Obama's Record on Women's Pay: So-So

Photograph by Brendan Smialowski/AFP/Getty Images

As the Obama and Romney campaigns continue to snipe at each other over so-called women’s issues, it seems like a good time to take a look at the administration’s record on the wage gap, the persistent disparity between men’s and women’s pay that exists across all sectors of the economy. On average, women earn 77 cents for every dollar a male counterpart makes. Over the course of her career, that gap contributes to hundreds of thousands of dollars in diminished earning potential.

So how does the Obama administration, which claims that it has championed women’s rights, stack up? Not bad, not great. Obama often points to his signing of the Lilly Ledbetter Fair Pay Act, which extends the 180-day statute of limitations for filing an equal pay lawsuit so that the clock restarts with each discriminatory paycheck. Advocates say the Ledbetter Act is already making an impact in the legal system. Sarah Crawford, director of workplace fairness programs at the National Partnership for Women and Families, says that since it passed, the statute has been cited in hundreds of cases, including some that have benefited men.

But the administration’s record in bringing such cases has been less than stellar. According to data provided to me by the Equal Employment Opportunity Commission, from 2006 to 2008 the commission brought 18 cases against employers for alleged sex-based wage discrimination. By contrast, the Obama administration brought only six cases from 2009 to 2011.

“It’s a little hard to argue that the Obama administration has been particularly aggressive,” says Mark Bendick, an employment economist who has served as an expert witness in hundreds of employment discrimination cases, including the largest civil-rights class action in U.S. history, the Supreme Court case Dukes v. Wal-Mart Stores, Inc.

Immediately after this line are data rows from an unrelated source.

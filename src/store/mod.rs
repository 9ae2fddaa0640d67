// src/store/mod.rs

//! Document store abstraction.
//!
//! Handlers talk to a `DocumentStore` only. Two engines implement it: an in-memory engine used in
//! development and tests, and a PostgreSQL engine that keeps every document as a JSONB row.

pub mod eval;
pub mod memory;
pub mod pipeline;
pub mod postgres;
pub mod query;

use std::fmt;

use async_trait::async_trait;
use chrono::{SecondsFormat, Utc};
use serde::{Serialize, de::DeserializeOwned};
use serde_json::Value;

use crate::models::id::ObjectId;
use pipeline::Stage;
use query::{Filter, Update};

pub type Document = serde_json::Map<String, Value>;

pub mod collections {
    pub const VIDEOS: &str = "videos";
    pub const COMMENTS: &str = "comments";
    pub const LIKES: &str = "likes";
    pub const SUBSCRIPTIONS: &str = "subscriptions";
    pub const TWEETS: &str = "tweets";
    pub const USERS: &str = "users";
}

#[derive(Debug)]
pub enum StoreError {
    /// The engine failed (connection, query, transaction).
    Backend(String),
    /// A uniqueness constraint rejected the write.
    Duplicate(String),
    /// A stored document could not be decoded into the expected shape.
    Malformed(String),
}

impl fmt::Display for StoreError {
    fn fmt(&self, f: &mut fmt::Formatter<'_>) -> fmt::Result {
        match self {
            StoreError::Backend(msg) => write!(f, "store backend error: {}", msg),
            StoreError::Duplicate(msg) => write!(f, "duplicate document: {}", msg),
            StoreError::Malformed(msg) => write!(f, "malformed document: {}", msg),
        }
    }
}

impl std::error::Error for StoreError {}

impl From<sqlx::Error> for StoreError {
    fn from(err: sqlx::Error) -> Self {
        if let sqlx::Error::Database(db) = &err {
            if db.is_unique_violation() {
                return StoreError::Duplicate(db.message().to_string());
            }
        }
        StoreError::Backend(err.to_string())
    }
}

/// Outcome of a presence toggle.
#[derive(Debug, Clone, Copy, PartialEq, Eq)]
pub enum Presence {
    Present,
    Absent,
}

impl Presence {
    pub fn is_present(self) -> bool {
        self == Presence::Present
    }
}

#[async_trait]
pub trait DocumentStore: Send + Sync {
    /// Inserts `doc`, assigning `_id` when missing and stamping `createdAt`/`updatedAt`.
    async fn insert(&self, collection: &str, doc: Document) -> Result<Document, StoreError>;

    /// All matching documents in insertion order.
    async fn find(&self, collection: &str, filter: &Filter) -> Result<Vec<Document>, StoreError>;

    async fn find_one(
        &self,
        collection: &str,
        filter: &Filter,
    ) -> Result<Option<Document>, StoreError> {
        Ok(self.find(collection, filter).await?.into_iter().next())
    }

    async fn find_by_id(
        &self,
        collection: &str,
        id: &ObjectId,
    ) -> Result<Option<Document>, StoreError> {
        self.find_one(collection, &Filter::id(id)).await
    }

    /// Applies `update` and returns the updated document.
    async fn find_by_id_and_update(
        &self,
        collection: &str,
        id: &ObjectId,
        update: &Update,
    ) -> Result<Option<Document>, StoreError>;

    async fn find_by_id_and_delete(
        &self,
        collection: &str,
        id: &ObjectId,
    ) -> Result<Option<Document>, StoreError>;

    async fn aggregate(
        &self,
        collection: &str,
        pipeline: &[Stage],
    ) -> Result<Vec<Document>, StoreError>;

    /// Deletes the document equal to `pair` if one exists, otherwise inserts it.
    ///
    /// The check and the write are a single store-level operation, so concurrent toggles never
    /// leave two copies of the same pair.
    async fn toggle_presence(&self, collection: &str, pair: Document)
    -> Result<Presence, StoreError>;
}

/// Current time as fixed-width RFC 3339 (millisecond precision, `Z` suffix).
///
/// Fixed width keeps string order identical to chronological order.
pub fn now_timestamp() -> String {
    Utc::now().to_rfc3339_opts(SecondsFormat::Millis, true)
}

/// Fills `_id`, `createdAt` and `updatedAt` on a document about to be inserted.
pub fn stamp_new(mut doc: Document) -> Document {
    if !doc.contains_key("_id") {
        doc.insert("_id".to_string(), ObjectId::new().into());
    }
    let now = now_timestamp();
    doc.entry("createdAt").or_insert_with(|| Value::String(now.clone()));
    doc.entry("updatedAt").or_insert_with(|| Value::String(now));
    doc
}

pub fn to_document<T: Serialize>(value: &T) -> Result<Document, StoreError> {
    match serde_json::to_value(value) {
        Ok(Value::Object(map)) => Ok(map),
        Ok(other) => Err(StoreError::Malformed(format!("expected an object, got {}", other))),
        Err(e) => Err(StoreError::Malformed(e.to_string())),
    }
}

pub fn from_document<T: DeserializeOwned>(doc: Document) -> Result<T, StoreError> {
    serde_json::from_value(Value::Object(doc)).map_err(|e| StoreError::Malformed(e.to_string()))
}

/// Reads `_id` back out of a stored document.
pub fn document_id(doc: &Document) -> Result<ObjectId, StoreError> {
    doc.get("_id")
        .and_then(Value::as_str)
        .and_then(|raw| ObjectId::parse(raw).ok())
        .ok_or_else(|| StoreError::Malformed("document has no valid _id".to_string()))
}

#[cfg(test)]
mod tests {
    use super::*;

    #[test]
    fn timestamps_are_fixed_width() {
        let ts = now_timestamp();
        assert_eq!(ts.len(), "2026-01-01T00:00:00.000Z".len());
        assert!(ts.ends_with('Z'));
    }

    #[test]
    fn stamping_keeps_existing_id() {
        let id = ObjectId::new();
        let mut doc = Document::new();
        doc.insert("_id".into(), id.into());
        let stamped = stamp_new(doc);
        assert_eq!(document_id(&stamped).unwrap(), id);
        assert!(stamped.contains_key("createdAt"));
        assert_eq!(stamped["createdAt"], stamped["updatedAt"]);
    }

    #[test]
    fn stamping_assigns_an_id() {
        let stamped = stamp_new(Document::new());
        assert!(document_id(&stamped).is_ok());
    }
}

Bendick says the Obama administration is making progress in one area: overseeing federal contractors. About 200,000 companies are federal contractors—they employ about a quarter of the U.S. workforce—and they make billions each year from the government business. A 1965 executive order mandated that contractors which do more than $10,000 in such business in one year are prohibited from “discriminating in employment decisions on the basis of race, color, religion, sex, or national origin.”

That law is enforced by the 800-person Office of Federal Contract Compliance Programs, which is headed by a lawyer and former Legal Aid Society vice president named Patricia Shiu. The Obama administration has increased Shiu’s budget. Since the president formed the Equal Pay Task Force in 2010, she has settled 50 pay discrimination cases, which OFCCP claims is a “substantial increase over previous years.” We’ll have to take their word for it. The office wouldn’t provide the actual numbers, and those 50 cases include both gender and race compensation discrimination cases. The most notable case, with pharmaceutical giant AstraZeneca, was quite modest: The company was ordered to pay $250,000 to 124 female sales representatives and to examine compensation practices at sales facilities across the country.

Why aren’t there more cases? Shiu is hampered by what seems like an obvious obstacle: Her office collects scant data on the compensation practices of employers. Back in 2000, the OFCCP started to design an annual compensation survey that would have gotten huge amounts of information from contractors, including starting salaries, pay raises, and bonuses. On top of that, the office would have obtained other information that influences compensation decisions, such as education levels, years worked, and performance reviews. But shortly after taking office, President George W. Bush abandoned the effort.

Shiu has picked it up again. She’s signaled she intends to begin amassing data about employers that will allow the government to red-flag potential violators. If it happens—and at this point it’s still an if—it will be a vast improvement over the current system: It relies on a handful of random audits each year, which rarely turn up the worst offenders and don’t do much to deter them, either.